After all, it’s a self-aware film, equal parts industry-skewering satire and meta-drama. “Birdman” follows Thomson as he attempts to claim some artistic prestige by adapting, directing and starring in Raymond Carver’s “What They Talk About When They Talk About Love,” in the recent tradition of Hollywood stars storming the Broadway stage. Much of the movie’s momentum is driven by Carver’s short story, a tale about the delusional acts people equate with love and the hazy line between requited love and self-identity. Indeed, the cast of the play is less a unified system than a frenetic throng of individual motivations and egos, concerned more with good reviews than Raymond’s compact dialogue. Such is the self-serving nature of all creative projects, and “Birdman” offers a psychological portrait of the objet d’art.

In the days before opening, Thomson attempts to fight off his Hollywood past — replete with CGI and thunderous explosions, as well as the looming reception of the play, on which his career and financial stability rest. That would be too manageable, though, so his ex-wife, maybe pregnant girlfriend, uncooperative lead actor and recently rehab-released daughter get crammed in, in the claustrophobic, metaphoric way only stage plays can pull off (though “Birdman” is the immediate cinematic exception).

And for all its density, in the two times I saw it, I was astonished by the meticulous way it barrels through and around itself like a Lynchian ouroboros — doubling abounds in the film, on stage, backstage, with dialogue and characterization. In one scene an actor asks Thomson what he thinks of his overblown monologue, and in the tail end of the movie a homeless person recites the famous sound and fury “Macbeth” monologue before asking Thomson for the same feedback word for word.

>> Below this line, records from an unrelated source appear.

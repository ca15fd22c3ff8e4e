use std::collections::VecDeque;
use std::sync::atomic::{AtomicUsize, Ordering};
use std::sync::{Arc, Mutex};
use std::time::Duration;

use async_trait::async_trait;
use ratatui::backend::TestBackend;
use ratatui::Terminal;
use futures_util::stream::{self, StreamExt};
use reqwest::Url;
use tokio::sync::mpsc;

use crate::api::{
    ApiError, EmbedRequest, EmbedResponse, GenerateRequest, GenerateResponse, GenerateStream,
    ListModelResponse, ListResponse, ModelDetails, Transport,
};
use crate::core::command::{execute, Command, Dispatcher, Flow};
use crate::core::component::Component;
use crate::core::message::Msg;

/// How one `generate` call on [`FakeTransport`] behaves.
#[derive(Debug, Clone, Default)]
pub struct GenerateScript {
    pub chunks: Vec<String>,
    /// Never finish after the chunks; the call stays open until dropped.
    pub stall: bool,
    pub error: Option<String>,
    pub chunk_delay: Duration,
}

impl GenerateScript {
    pub fn chunks(chunks: &[&str]) -> Self {
        Self {
            chunks: chunks.iter().map(|c| c.to_string()).collect(),
            ..Self::default()
        }
    }

    pub fn stalled(chunks: &[&str]) -> Self {
        Self {
            stall: true,
            ..Self::chunks(chunks)
        }
    }

    pub fn failing(message: &str) -> Self {
        Self {
            error: Some(message.to_string()),
            ..Self::default()
        }
    }
}

/// Scripted behaviour for one `embed` call.
#[derive(Debug, Clone, Default)]
pub struct EmbedScript {
    pub embeddings: Vec<Vec<f32>>,
    pub delay: Duration,
    pub error: Option<String>,
}

/// Tracks how many calls are open at once.
#[derive(Debug, Default)]
struct Concurrency {
    active: AtomicUsize,
    max_active: AtomicUsize,
    calls: AtomicUsize,
}

struct ActiveGuard(Arc<Concurrency>);

impl ActiveGuard {
    fn enter(counter: &Arc<Concurrency>) -> Self {
        counter.calls.fetch_add(1, Ordering::SeqCst);
        let now = counter.active.fetch_add(1, Ordering::SeqCst) + 1;
        counter.max_active.fetch_max(now, Ordering::SeqCst);
        ActiveGuard(counter.clone())
    }
}

impl Drop for ActiveGuard {
    fn drop(&mut self) {
        self.0.active.fetch_sub(1, Ordering::SeqCst);
    }
}

/// In-memory [`Transport`] with scripted replies and call accounting.
#[derive(Default)]
pub struct FakeTransport {
    models: Mutex<Vec<ListModelResponse>>,
    list_error: Mutex<Option<String>>,
    list_delay: Mutex<Duration>,
    generate_scripts: Mutex<VecDeque<GenerateScript>>,
    embed_scripts: Mutex<VecDeque<EmbedScript>>,
    generate_requests: Mutex<Vec<GenerateRequest>>,
    embed_requests: Mutex<Vec<EmbedRequest>>,
    generate_calls: Arc<Concurrency>,
    embed_calls: Arc<Concurrency>,
}

impl FakeTransport {
    pub fn new() -> Arc<Self> {
        Arc::new(Self::default())
    }

    pub fn with_models(models: Vec<ListModelResponse>) -> Arc<Self> {
        let fake = Self::default();
        fake.set_models(models);
        Arc::new(fake)
    }

    pub fn set_models(&self, models: Vec<ListModelResponse>) {
        *self.models.lock().unwrap() = models;
        *self.list_error.lock().unwrap() = None;
    }

    pub fn fail_listing(&self, message: &str) {
        *self.list_error.lock().unwrap() = Some(message.to_string());
    }

    pub fn set_list_delay(&self, delay: Duration) {
        *self.list_delay.lock().unwrap() = delay;
    }

    pub fn push_generate(&self, script: GenerateScript) {
        self.generate_scripts.lock().unwrap().push_back(script);
    }

    pub fn push_embed(&self, script: EmbedScript) {
        self.embed_scripts.lock().unwrap().push_back(script);
    }

    pub fn generate_requests(&self) -> Vec<GenerateRequest> {
        self.generate_requests.lock().unwrap().clone()
    }

    pub fn embed_requests(&self) -> Vec<EmbedRequest> {
        self.embed_requests.lock().unwrap().clone()
    }

    pub fn generate_calls(&self) -> usize {
        self.generate_calls.calls.load(Ordering::SeqCst)
    }

    pub fn generate_active(&self) -> usize {
        self.generate_calls.active.load(Ordering::SeqCst)
    }

    pub fn generate_max_active(&self) -> usize {
        self.generate_calls.max_active.load(Ordering::SeqCst)
    }

    pub fn embed_calls(&self) -> usize {
        self.embed_calls.calls.load(Ordering::SeqCst)
    }

    pub fn embed_max_active(&self) -> usize {
        self.embed_calls.max_active.load(Ordering::SeqCst)
    }
}

#[async_trait]
impl Transport for FakeTransport {
    async fn list_models(&self, _host: &Url) -> Result<ListResponse, ApiError> {
        let delay = *self.list_delay.lock().unwrap();
        if !delay.is_zero() {
            tokio::time::sleep(delay).await;
        }
        if let Some(message) = self.list_error.lock().unwrap().clone() {
            return Err(ApiError::Server(message));
        }
        Ok(ListResponse {
            models: self.models.lock().unwrap().clone(),
        })
    }

    async fn generate(
        &self,
        _host: &Url,
        request: &GenerateRequest,
    ) -> Result<GenerateStream, ApiError> {
        let guard = ActiveGuard::enter(&self.generate_calls);
        self.generate_requests.lock().unwrap().push(request.clone());

        let script = self
            .generate_scripts
            .lock()
            .unwrap()
            .pop_front()
            .unwrap_or_else(|| GenerateScript::chunks(&["ok"]));
        if let Some(message) = script.error {
            return Err(ApiError::Server(message));
        }

        let last = script.chunks.len().saturating_sub(1);
        let stall = script.stall;
        let delay = script.chunk_delay;
        let items: Vec<GenerateResponse> = script
            .chunks
            .into_iter()
            .enumerate()
            .map(|(index, text)| {
                let done = !stall && index == last;
                GenerateResponse {
                    model: request.model.clone(),
                    response: text,
                    done,
                    done_reason: done.then(|| "stop".to_string()),
                    context: done.then(|| vec![1, 2, 3]),
                    ..GenerateResponse::default()
                }
            })
            .collect();

        let body = stream::iter(items).then(move |item| async move {
            if !delay.is_zero() {
                tokio::time::sleep(delay).await;
            }
            Ok::<_, ApiError>(item)
        });
        let tail = stream::once(async move {
            if stall {
                std::future::pending::<()>().await;
            }
            drop(guard);
            None
        })
        .filter_map(|item: Option<Result<GenerateResponse, ApiError>>| async move { item });

        Ok(body.chain(tail).boxed())
    }

    async fn embed(&self, _host: &Url, request: &EmbedRequest) -> Result<EmbedResponse, ApiError> {
        let _guard = ActiveGuard::enter(&self.embed_calls);
        self.embed_requests.lock().unwrap().push(request.clone());

        let script = self
            .embed_scripts
            .lock()
            .unwrap()
            .pop_front()
            .unwrap_or_default();
        if !script.delay.is_zero() {
            tokio::time::sleep(script.delay).await;
        }
        match script.error {
            Some(message) => Err(ApiError::Server(message)),
            None => Ok(EmbedResponse {
                model: request.model.clone(),
                embeddings: script.embeddings,
                ..EmbedResponse::default()
            }),
        }
    }
}

pub fn model_entry(name: &str, digest: &str) -> ListModelResponse {
    ListModelResponse {
        name: name.to_string(),
        model: name.to_string(),
        size: 2_019_393_189,
        digest: digest.to_string(),
        details: ModelDetails {
            family: "llama".to_string(),
            parameter_size: "3.2B".to_string(),
            quantization_level: "Q4_K_M".to_string(),
            ..ModelDetails::default()
        },
        ..ListModelResponse::default()
    }
}

/// A minimal event loop for driving components in tests.
pub struct Harness {
    pub dispatcher: Dispatcher,
    rx: mpsc::UnboundedReceiver<Msg>,
}

impl Harness {
    pub fn new() -> Self {
        let (dispatcher, rx) = Dispatcher::new();
        Self { dispatcher, rx }
    }

    pub fn run(&self, command: Command) -> Flow {
        execute(command, &self.dispatcher)
    }

    pub async fn next(&mut self) -> Msg {
        tokio::time::timeout(Duration::from_secs(5), self.rx.recv())
            .await
            .expect("timed out waiting for a message")
            .expect("dispatcher closed")
    }

    /// The next message if one arrives within `wait`.
    pub async fn next_within(&mut self, wait: Duration) -> Option<Msg> {
        tokio::time::timeout(wait, self.rx.recv()).await.ok().flatten()
    }

    /// Feed messages to `component` until one satisfies `until`, returning
    /// every message seen, including the last.
    pub async fn drive<C, F>(&mut self, component: &mut C, until: F) -> Vec<Msg>
    where
        C: Component,
        F: Fn(&Msg) -> bool,
    {
        let mut seen = Vec::new();
        loop {
            let msg = self.next().await;
            let command = component.update(&msg);
            self.run(command);
            let done = until(&msg);
            seen.push(msg);
            if done {
                return seen;
            }
        }
    }
}

pub async fn wait_until<F: Fn() -> bool>(condition: F) {
    tokio::time::timeout(Duration::from_secs(5), async {
        while !condition() {
            tokio::time::sleep(Duration::from_millis(5)).await;
        }
    })
    .await
    .expect("condition not reached in time");
}

/// Render `component` into an in-memory terminal and return its rows joined
/// by newlines.
pub fn render_to_string<C: Component>(component: &C, width: u16, height: u16) -> String {
    let mut terminal = Terminal::new(TestBackend::new(width, height)).expect("test terminal");
    terminal
        .draw(|frame| {
            let area = frame.area();
            component.render(frame, area);
        })
        .expect("draw");
    let buffer = terminal.backend().buffer();
    (0..height)
        .map(|y| {
            (0..width)
                .map(|x| buffer[(x, y)].symbol())
                .collect::<String>()
        })
        .collect::<Vec<_>>()
        .join("\n")
}
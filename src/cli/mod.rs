//! Command-line tools built on the library components.
//!
//! Each `otui-*` binary is a thin `main` that hands its [`clap`] parser and
//! tool function to [`run_tool`]. The tools share flag groups, stdin/stdout
//! handling and the exit-code convention: 0 on success, 1 with an
//! `ERROR: ...` line on stderr otherwise.

pub mod ansi_to_png;
pub mod embed;
pub mod model_chooser;
pub mod png_prompt;
pub mod simplegen;
pub mod timechart;

use std::error::Error;
use std::fs::File;
use std::io::{self, Read, Write};
use std::path::Path;
use std::process::ExitCode;

use clap::error::ErrorKind;
use clap::{Args, Parser};

use crate::core::config;

pub const DEFAULT_IMAGE_PROMPT: &str = "Describe this image for a visually impaired person";

/// Flags shared by every tool that talks to Ollama. `-h` is the host, so
/// help is `--help` only.
#[derive(Args, Debug, Clone)]
pub struct OllamaArgs {
    /// Host for Ollama (also OLLAMATUI_HOST env)
    #[arg(short = 'h', long, default_value_t = config::default_host())]
    pub host: String,

    /// Model for Ollama (also OLLAMATUI_MODEL env)
    #[arg(short = 'm', long, default_value_t = config::default_model())]
    pub model: String,

    /// Verbose output
    #[arg(short = 'v', long)]
    pub verbose: bool,
}

/// Parse arguments, run `tool`, and turn the outcome into an exit code.
pub fn run_tool<A, F>(tool: F) -> ExitCode
where
    A: Parser,
    F: FnOnce(A) -> Result<ExitCode, Box<dyn Error>>,
{
    let args = match A::try_parse() {
        Ok(args) => args,
        Err(err) => return report_parse_error(err),
    };

    match tool(args) {
        Ok(code) => code,
        Err(err) => {
            eprintln!("ERROR: {err}");
            ExitCode::FAILURE
        }
    }
}

fn report_parse_error(err: clap::Error) -> ExitCode {
    match err.kind() {
        ErrorKind::DisplayHelp | ErrorKind::DisplayVersion => {
            let _ = err.print();
            ExitCode::SUCCESS
        }
        _ => {
            let rendered = err.to_string();
            eprintln!("ERROR: {}", rendered.trim_start_matches("error: ").trim_end());
            ExitCode::FAILURE
        }
    }
}

/// Multi-threaded runtime for a tool's async body.
pub fn runtime() -> io::Result<tokio::runtime::Runtime> {
    tokio::runtime::Builder::new_multi_thread()
        .enable_all()
        .build()
}

/// `None` and `-` mean stdin.
pub fn is_stdio(path: Option<&str>) -> bool {
    matches!(path, None | Some("") | Some("-"))
}

/// Read a whole input file, or stdin.
pub fn read_input(path: Option<&str>) -> Result<Vec<u8>, Box<dyn Error>> {
    let mut data = Vec::new();
    match path {
        Some(path) if !is_stdio(Some(path)) => {
            let mut file = File::open(path)
                .map_err(|err| format!("failed to open input file {path}: {err}"))?;
            file.read_to_end(&mut data)
                .map_err(|err| format!("failed to read file {path}: {err}"))?;
        }
        _ => {
            io::stdin()
                .read_to_end(&mut data)
                .map_err(|err| format!("failed to read stdin: {err}"))?;
        }
    }
    Ok(data)
}

/// Create (truncating) an output file, or use stdout.
pub fn open_output(path: Option<&str>) -> Result<Box<dyn Write>, Box<dyn Error>> {
    match path {
        Some(path) if !is_stdio(Some(path)) => {
            let file = File::create(Path::new(path))
                .map_err(|err| format!("failed to open output file {path}: {err}"))?;
            Ok(Box::new(file))
        }
        _ => Ok(Box::new(io::stdout())),
    }
}
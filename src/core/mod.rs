pub mod command;
pub mod component;
pub mod config;
pub mod embed_session;
pub mod ids;
pub mod message;
pub mod session;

Combined with the telekinetic powers Thomson may or may not have, as well as a detour into slick action genre, makes the viewing a marvelous puzzle. Notably, though, its formalist delights are also fortified with compelling performances. Michael Keaton’s rendition as a nervous-wrecked actor is astounding — watch his eyes through the film which mirror the camera’s feverish gaze. Incredibly entertaining is Edward Norton (“Fight Club”), who plays the recalcitrant actor with the kind of emasculated hyper-masculinity of his former imaginary friend Tyler Durden. Indeed other actors’ characters echo old roles too: Naomi Watts’ (“21 Grams”) Broadway neophyte Lesley is a slightly grittier version of her Betty from “Mulholland Drive.” Zach Galifianakis as the exasperated best friend/lawyer reminds the viewer he has serious acting chops.

The least successful acting is done by Emma Stone (“The Help”), whose character, Sam, intentionally or unintentionally falls prey to the fragile, damaged ingénue trope, which is simply dull. Another character, New York Times theater critic Tabitha (Lindsay Duncan, “Rome”) is more satirical than dynamic, but Duncan’s barbed commitment makes up for it.
Along those lines, despite — or rather, because of — its dark subject matter, “Birdman” is raked with fantastic, vicious humor. Up until the syncopated closing credits, “Birdman” refuses to stay its furious pace. The movie is a dizzying force of sharp writing and even sharper cinematography and acting.